Please note that the consent provided by you with respect to usage of MAHI App services provided by the Company can be withdrawn anytime by informing us over the phone at 18002022330 or by sending an email to digital.support@grameenkoota.in.

5. DATA ACCESS AND RETENTION

We restrict access to your personal information to our employees, contractors, Affiliates, subsidiaries and agents who need that information in order to process it. Anyone with this access is subject to strict contractual confidentiality obligations. We shall use generally accepted industry standards to protect your information submitted to us, both during transmission and upon receipt. However, please be advised that, no method of transmission over the Internet, or method of electronic storage, is 100% secure despite we strive to use commercially acceptable means to protect your Information.

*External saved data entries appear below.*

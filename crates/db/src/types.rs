use rusqlite::types::Value;
use usage_core::{ImportStatus, RequestRecord};

/// Statuses an import run may finish in.
#[derive(Debug, Clone, Copy, PartialEq, Eq)]
pub enum TerminalStatus {
    Success,
    Failed,
}

impl From<TerminalStatus> for ImportStatus {
    fn from(status: TerminalStatus) -> Self {
        match status {
            TerminalStatus::Success => ImportStatus::Success,
            TerminalStatus::Failed => ImportStatus::Failed,
        }
    }
}

/// Final state written to an import run. Applied once, to a run still in `running`.
#[derive(Debug, Clone)]
pub struct RunCompletion {
    pub status: TerminalStatus,
    pub finished_at: String,
    pub error_message: Option<String>,
}

impl RunCompletion {
    pub fn success(finished_at: impl Into<String>) -> Self {
        Self {
            status: TerminalStatus::Success,
            finished_at: finished_at.into(),
            error_message: None,
        }
    }

    pub fn failed(finished_at: impl Into<String>, error_message: impl Into<String>) -> Self {
        Self {
            status: TerminalStatus::Failed,
            finished_at: finished_at.into(),
            error_message: Some(error_message.into()),
        }
    }
}

/// Optional filters for request listings. Bounds compare against `started_at`, inclusive.
#[derive(Debug, Clone, Default)]
pub struct RequestFilter {
    pub model: Option<String>,
    pub from: Option<String>,
    pub to: Option<String>,
}

impl RequestFilter {
    /// Renders the `WHERE` clause and its positional values.
    pub(crate) fn where_clause(&self) -> (String, Vec<Value>) {
        let mut clauses = Vec::new();
        let mut values = Vec::new();
        let filters = [
            ("model = ?", self.model.as_ref()),
            ("started_at >= ?", self.from.as_ref()),
            ("started_at <= ?", self.to.as_ref()),
        ];
        for (clause, value) in filters {
            if let Some(value) = value {
                values.push(Value::Text(value.clone()));
                clauses.push(clause.replace('?', &format!("?{}", values.len())));
            }
        }
        if clauses.is_empty() {
            (String::new(), values)
        } else {
            (format!("WHERE {}", clauses.join(" AND ")), values)
        }
    }
}

#[derive(Debug, Clone)]
pub struct RequestPage {
    pub rows: Vec<RequestRecord>,
    pub total: u64,
}
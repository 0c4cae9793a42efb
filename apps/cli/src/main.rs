mod args;
mod config;
mod dirs;

use std::io;
use std::net::SocketAddr;

use http_api::HttpState;
use tracing::{error, info, warn};
use tracing_subscriber::EnvFilter;
use usage_app::{AppConfig, AppState};

#[tokio::main]
async fn main() -> Result<(), Box<dyn std::error::Error>> {
    init_tracing();

    let args = args::parse_args().map_err(|err| {
        eprintln!("{err}");
        args::print_help();
        io::Error::new(io::ErrorKind::InvalidInput, "invalid arguments")
    })?;

    let loaded = config::load_or_create(args.config.as_deref()).map_err(io::Error::other)?;
    if loaded.created {
        println!(
            "Created config at {} (default port {}).",
            loaded.file.display(),
            loaded.config.port
        );
    }
    let mut cli_config = loaded.config;
    cli_config.apply_env_overrides(|key| std::env::var(key).ok());

    let db_path = match cli_config.db_path.clone() {
        Some(path) => path,
        None => dirs::default_db_path().map_err(io::Error::other)?,
    };
    println!("Using database: {}", db_path.display());

    let app_state = AppState::open(AppConfig {
        db_path,
        telemetry: cli_config.telemetry.clone(),
    })
    .map_err(|err| io::Error::other(format!("failed to initialize database: {err}")))?;

    if args.import_only {
        let run = app_state
            .services
            .import
            .run()
            .await
            .map_err(|err| io::Error::other(err.to_string()))?;
        println!("{}", serde_json::to_string_pretty(&run)?);
        return Ok(());
    }

    if args.import_on_start {
        if app_state.services.import.is_configured() {
            let import = app_state.services.import.clone();
            tokio::spawn(async move {
                match import.run().await {
                    Ok(run) => info!(
                        run_id = run.id,
                        status = run.status.as_str(),
                        "startup import finished"
                    ),
                    Err(err) => error!(error = %err, "startup import failed"),
                }
            });
        } else {
            warn!("telemetry credentials not configured; skipping startup import");
        }
    }

    let router = http_api::router(HttpState::new(app_state));

    let port = args.port.unwrap_or(cli_config.port);
    let (listener, actual_port, used_fallback) = bind_port(port).await?;
    let url = format!("http://127.0.0.1:{actual_port}");

    if used_fallback {
        eprintln!("Configured port {port} was unavailable; using {actual_port} for this run.");
    }

    println!("Usage Tracker is running at {url}");
    println!("Press Ctrl+C to stop.");

    axum::serve(listener, router)
        .with_graceful_shutdown(shutdown_signal())
        .await?;

    Ok(())
}

fn init_tracing() {
    let filter = EnvFilter::try_from_default_env().unwrap_or_else(|_| EnvFilter::new("info"));
    tracing_subscriber::fmt()
        .with_env_filter(filter)
        .with_writer(io::stderr)
        .init();
}

async fn bind_port(port: u16) -> Result<(tokio::net::TcpListener, u16, bool), io::Error> {
    if port == 0 {
        let listener = tokio::net::TcpListener::bind(SocketAddr::from(([127, 0, 0, 1], 0))).await?;
        let actual_port = listener.local_addr()?.port();
        return Ok((listener, actual_port, false));
    }

    let addr = SocketAddr::from(([127, 0, 0, 1], port));
    match tokio::net::TcpListener::bind(addr).await {
        Ok(listener) => Ok((listener, port, false)),
        Err(_) => {
            let listener =
                tokio::net::TcpListener::bind(SocketAddr::from(([127, 0, 0, 1], 0))).await?;
            let actual_port = listener.local_addr()?.port();
            Ok((listener, actual_port, true))
        }
    }
}

async fn shutdown_signal() {
    let _ = tokio::signal::ctrl_c().await;
}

We recognize the importance of protecting the privacy of all personal information provided by you and use appropriate technical and organizational measures in-line with its compliance and regulatory obligations for ensuring the security of personal information that is disclosed to the Company. We do not retain your personal and loan related data for longer than required, for the purpose for which the information may be lawfully used. For regulatory / statutory reasons, we would be required to store your data as long as you are our customer / User and for a maximum period of 8 years post you cease to be our customer / User. Post this time period, digital storage devices in which your data is stored would get overwritten with new data thereby getting destructed without any manual intervention. The Company has adopted a policy on Cyber Security which outlines the management direction and support for cyber and information security in accordance with business requirements and relevant laws and regulations of the country, including the appropriate mechanisms to detect, respond, recover and contain any cyber security incidents.

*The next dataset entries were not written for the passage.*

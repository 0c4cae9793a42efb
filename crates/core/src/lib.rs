use serde::{Deserialize, Serialize};

/// Model name stored for rollup rows whose upstream model dimension is empty.
pub const UNKNOWN_MODEL: &str = "unknown";

#[derive(Debug, Clone, Copy, PartialEq, Eq, Serialize, Deserialize)]
#[serde(rename_all = "lowercase")]
pub enum ImportMode {
    Full,
    Incremental,
}

impl ImportMode {
    pub fn as_str(&self) -> &'static str {
        match self {
            Self::Full => "full",
            Self::Incremental => "incremental",
        }
    }

    pub fn parse(value: &str) -> Option<Self> {
        match value {
            "full" => Some(Self::Full),
            "incremental" => Some(Self::Incremental),
            _ => None,
        }
    }
}

#[derive(Debug, Clone, Copy, PartialEq, Eq, Serialize, Deserialize)]
#[serde(rename_all = "lowercase")]
pub enum ImportStatus {
    Running,
    Success,
    Failed,
}

impl ImportStatus {
    pub fn as_str(&self) -> &'static str {
        match self {
            Self::Running => "running",
            Self::Success => "success",
            Self::Failed => "failed",
        }
    }

    pub fn parse(value: &str) -> Option<Self> {
        match value {
            "running" => Some(Self::Running),
            "success" => Some(Self::Success),
            "failed" => Some(Self::Failed),
            _ => None,
        }
    }
}

/// One invocation of the import pipeline, as stored in `imports`.
#[derive(Debug, Clone, PartialEq, Serialize, Deserialize)]
pub struct ImportRun {
    pub id: i64,
    pub started_at: String,
    pub finished_at: Option<String>,
    pub mode: ImportMode,
    pub from_timestamp: Option<String>,
    pub to_timestamp: String,
    pub status: ImportStatus,
    pub error_message: Option<String>,
}

/// Pre-aggregated usage for one (date, model) pair.
#[derive(Debug, Clone, PartialEq, Serialize, Deserialize)]
pub struct DailyMetric {
    pub date: String,
    pub model: String,
    pub input_tokens: u64,
    pub output_tokens: u64,
    pub total_tokens: u64,
    pub request_count: u64,
    pub total_cost: f64,
}

/// A single upstream generation, keyed by the upstream observation id.
#[derive(Debug, Clone, PartialEq, Serialize, Deserialize)]
pub struct RequestRecord {
    pub id: String,
    pub trace_id: Option<String>,
    pub name: Option<String>,
    pub model: Option<String>,
    pub started_at: Option<String>,
    pub finished_at: Option<String>,
    pub input_tokens: u64,
    pub output_tokens: u64,
    pub total_tokens: u64,
    pub cost: Option<f64>,
    pub latency_ms: Option<i64>,
}

#[derive(Debug, Clone, Copy, Default, PartialEq, Eq, Serialize, Deserialize)]
pub struct ImportCounts {
    pub metrics: u64,
    pub requests: u64,
}

#[derive(Debug, Clone, PartialEq, Serialize, Deserialize)]
pub struct ImportStatusInfo {
    pub last_run: Option<ImportRun>,
    pub last_status: Option<ImportStatus>,
    pub counts: ImportCounts,
}

#[derive(Debug, Clone, PartialEq, Serialize, Deserialize)]
pub struct ModelUsage {
    pub model: String,
    pub input_tokens: u64,
    pub output_tokens: u64,
    pub total_tokens: u64,
    pub total_cost: f64,
    pub request_count: u64,
}

#[derive(Debug, Clone, PartialEq, Serialize, Deserialize)]
pub struct DailyCost {
    pub date: String,
    pub total_cost: f64,
    pub request_count: u64,
    pub usage: Vec<ModelUsage>,
}

#[derive(Debug, Clone, Default, PartialEq, Serialize, Deserialize)]
pub struct CostSummary {
    pub daily: Vec<DailyCost>,
}

/// Bounds for a cost query: whole dates hit the daily rollup, timestamps hit raw requests.
#[derive(Debug, Clone, PartialEq, Eq)]
pub enum CostRange {
    Dates { from: String, to: String },
    Timestamps { from: String, to: String },
}

#[derive(Debug, Clone, PartialEq, Serialize, Deserialize)]
pub struct RequestListing {
    pub id: String,
    pub trace_id: Option<String>,
    pub name: Option<String>,
    pub model: Option<String>,
    pub start_time: Option<String>,
    pub end_time: Option<String>,
    pub input_tokens: u64,
    pub output_tokens: u64,
    pub total_tokens: u64,
    pub cost: Option<f64>,
    pub latency_ms: Option<i64>,
}

impl From<RequestRecord> for RequestListing {
    fn from(record: RequestRecord) -> Self {
        Self {
            id: record.id,
            trace_id: record.trace_id,
            name: record.name,
            model: record.model,
            start_time: record.started_at,
            end_time: record.finished_at,
            input_tokens: record.input_tokens,
            output_tokens: record.output_tokens,
            total_tokens: record.total_tokens,
            cost: record.cost,
            latency_ms: record.latency_ms,
        }
    }
}

#[derive(Debug, Clone, Copy, PartialEq, Eq, Serialize, Deserialize)]
pub struct PageMeta {
    pub page: u32,
    pub limit: u32,
    pub total_items: u64,
    pub total_pages: u64,
}

#[derive(Debug, Clone, PartialEq, Serialize, Deserialize)]
pub struct PaginatedRequests {
    pub data: Vec<RequestListing>,
    pub meta: PageMeta,
}

pub fn page_count(total: u64, limit: u32) -> u64 {
    if limit == 0 {
        return 0;
    }
    total.div_ceil(limit as u64)
}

6. YOUR RIGHTS UNDER DIGITAL PERSONAL DATA PROTECTION ACT 2023

Company acknowledges your rights under the applicable laws and regulations including under the Digital Personal Data Protection Act 2023, to withdraw your consent at any time, previously provided for processing your personal data. However, please note that such withdrawal of consent does not impact the legality of any data processing activities carried out on your personal data by the Company or its agents prior to the withdrawal of your consent. You shall have the right to have readily available means of grievance redressal provided by the Company in respect of any act or omission of the Company or its agent regarding the performance of its obligation in relation to your personal data or your exercise of right under the provisions of applicable law and regulations. Further you shall also be entitled to approach ‘Data Protection Board of India’ established by the Central Government under the Digital Personal Data Protection Act, 2023, to make any complaint/grievances in such manner as may be prescribed under the Act.

7. SUPPORT AND GRIEVANCE REDRESSAL

You are entitled to access, rectify, complete, update the personal information that we hold about you. You can write to us directly at digital.support@grameenkoota.in for anything concerning your personal data and processing of the same.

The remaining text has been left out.